Some things done in the lab just don’t translate well into online environments, she noted, because you need hands-on learning.
“You can read about something, but the training aspect is needed,” she said.
Even following a recipe for the first time can be a disaster, she pointed out. It’s far worse when the stakes are higher.
“Analogies would be, You wouldn’t hire a plumber who was doing something for the first time, and you wouldn’t hire an electrician who had never done any work,” she said. “And you definitely wouldn’t want a surgeon performing surgery on you for the first time ever.”
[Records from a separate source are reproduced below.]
//! Client connection (C5) wiring: one axum `WebSocket` per attached
//! browser client, driven by two cooperating tasks (writer, reader) that
//! forward against the core `Session`/`ClientHandle` primitives.
//!
//! Grounded on the teacher's `handle_socket_attach` (split the socket,
//! `tokio::select!` over broadcast vs. input) and on `ekzhang-sshx`'s
//! `web.rs::handle_socket`, whose `loop { select! { ... } }` multiplexing
//! several streams into one dispatch is the template for the reader loop
//! below (here multiplexing client frames against the ping ticker instead
//! of a CBOR send/recv pair, since this protocol's frames are JSON text +
//! raw binary rather than CBOR).

use std::sync::Arc;

use axum::extract::ws::{Message, WebSocket};
use futures_util::{SinkExt, StreamExt};
use tracing::{debug, info, warn};

use termshare_core::client::{ClientFrame, ClientId, ClientInfo, OutboundMessage};
use termshare_core::session::Session;
use termshare_core::upload;

use crate::router::AppState;

const MAX_MISSED_PONGS: u32 = 2;

#[derive(Debug, Default, serde::Deserialize)]
pub struct AttachQuery {
    pub browser_session_id: Option<String>,
    pub username: Option<String>,
    pub cols: Option<u16>,
    pub rows: Option<u16>,
    pub debug: Option<bool>,
    pub observer: Option<bool>,
}

pub async fn handle_socket(socket: WebSocket, session: Arc<Session>, query: AttachQuery, state: AppState) {
    let info = ClientInfo {
        browser_session_id: query.browser_session_id.unwrap_or_default(),
        username: query.username.unwrap_or_else(|| "anonymous".to_string()),
        cols: query.cols.unwrap_or(80),
        rows: query.rows.unwrap_or(24),
        debug: query.debug.unwrap_or(false),
        observer: query.observer.unwrap_or(false),
    };

    let username = info.username.clone();
    let (client_id, mut outbound_rx) = session.attach(info, state.config.client_queue_capacity);
    info!(session = %session.id, client = %client_id, "client attached");

    let (mut ws_tx, mut ws_rx) = socket.split();

    let writer_task = tokio::spawn(async move {
        while let Some(msg) = outbound_rx.recv().await {
            let ws_msg = match msg {
                OutboundMessage::Text(t) => Message::Text(t.into()),
                OutboundMessage::Binary(b) => Message::Binary(b.into()),
            };
            if ws_tx.send(ws_msg).await.is_err() {
                break;
            }
        }
        let _ = ws_tx.close().await;
    });

    let mut ping_interval = tokio::time::interval(state.config.ping_interval);
    ping_interval.tick().await; // consume the immediate first tick
    let mut missed_pongs: u32 = 0;

    loop {
        tokio::select! {
            incoming = ws_rx.next() => {
                match incoming {
                    Some(Ok(Message::Text(text))) => {
                        if !handle_client_frame(&session, client_id, &username, &text, &mut missed_pongs) {
                            break;
                        }
                    }
                    Some(Ok(Message::Binary(bin))) => {
                        if !handle_upload(&session, &state, client_id, &bin).await {
                            break;
                        }
                    }
                    Some(Ok(Message::Close(_))) => break,
                    Some(Ok(_)) => {}
                    Some(Err(e)) => {
                        debug!(error = %e, "websocket read error");
                        break;
                    }
                    None => break,
                }
            }
            _ = ping_interval.tick() => {
                missed_pongs += 1;
                if missed_pongs > MAX_MISSED_PONGS {
                    warn!(session = %session.id, client = %client_id, "client missed too many pongs, closing");
                    break;
                }
                if !session.ping_client(client_id) {
                    break;
                }
            }
        }
    }

    session.detach(client_id);
    writer_task.abort();
    info!(session = %session.id, client = %client_id, "client detached");
}

/// Handle one text frame from the client. Returns `false` if the
/// connection should close.
fn handle_client_frame(
    session: &Arc<Session>,
    client_id: ClientId,
    username: &str,
    text: &str,
    missed_pongs: &mut u32,
) -> bool {
    let frame: ClientFrame = match serde_json::from_str(text) {
        Ok(f) => f,
        Err(e) => {
            debug!(error = %e, "ignoring malformed client frame");
            return true;
        }
    };
    match frame {
        ClientFrame::Input { data } => {
            let _ = session.write_input(data.as_bytes());
        }
        ClientFrame::Resize { cols, rows } => {
            session.resize_client(client_id, cols, rows);
        }
        ClientFrame::Pong => {
            *missed_pongs = 0;
        }
        ClientFrame::Chat { message } => {
            session.send_chat(username, &message);
        }
        ClientFrame::PermissionResponse { .. } => {}
    }
    true
}

/// Handle one binary upload frame. Returns `false` if the connection must
/// be closed (an oversized upload per spec's size-cap invariant), `true`
/// otherwise. Every failure path notifies the originating client with a
/// `file_uploaded` frame carrying an `error` (spec §4.7, §7#4).
async fn handle_upload(session: &Arc<Session>, state: &AppState, client_id: ClientId, bin: &[u8]) -> bool {
    use termshare_core::client::ServerFrame;
    use termshare_core::error::UploadError;

    match upload::parse_envelope(bin, state.config.upload_max_bytes) {
        Ok(parsed) => {
            let filename = parsed.filename.clone();
            match upload::write_upload(&session.workdir, &parsed) {
                Ok(path) => {
                    let _ = session.write_input(format!("{}\n", path.display()).as_bytes());
                    debug!(session = %session.id, %filename, "upload written");
                    session.notify_client(
                        client_id,
                        ServerFrame::FileUploaded {
                            filename,
                            error: None,
                        },
                    );
                }
                Err(e) => {
                    warn!(session = %session.id, %filename, error = %e, "upload failed");
                    session.notify_client(
                        client_id,
                        ServerFrame::FileUploaded {
                            filename,
                            error: Some(e.to_string()),
                        },
                    );
                }
            }
            true
        }
        Err(e) => {
            let too_large = matches!(e, UploadError::TooLarge);
            warn!(session = %session.id, error = %e, "rejecting upload envelope");
            session.notify_client(
                client_id,
                ServerFrame::FileUploaded {
                    filename: String::new(),
                    error: Some(e.to_string()),
                },
            );
            // Oversized uploads close the connection per the size-cap
            // invariant; other envelope errors (truncated, bad tag, unsafe
            // filename) just report and let the client retry.
            !too_large
        }
    }
}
Since hands-on work is so essential to the field of biology, Dr. Van Laar is looking forward to a time when she can resume more actual work in the lab with students.
Dr. Van Laar has a B.S. in Biology from California State University, Stanislaus; an M.S. in Biology from University of the Pacific in Stockton; and a Ph.D. in Cell and Molecular Biology from the University of Texas at San Antonio.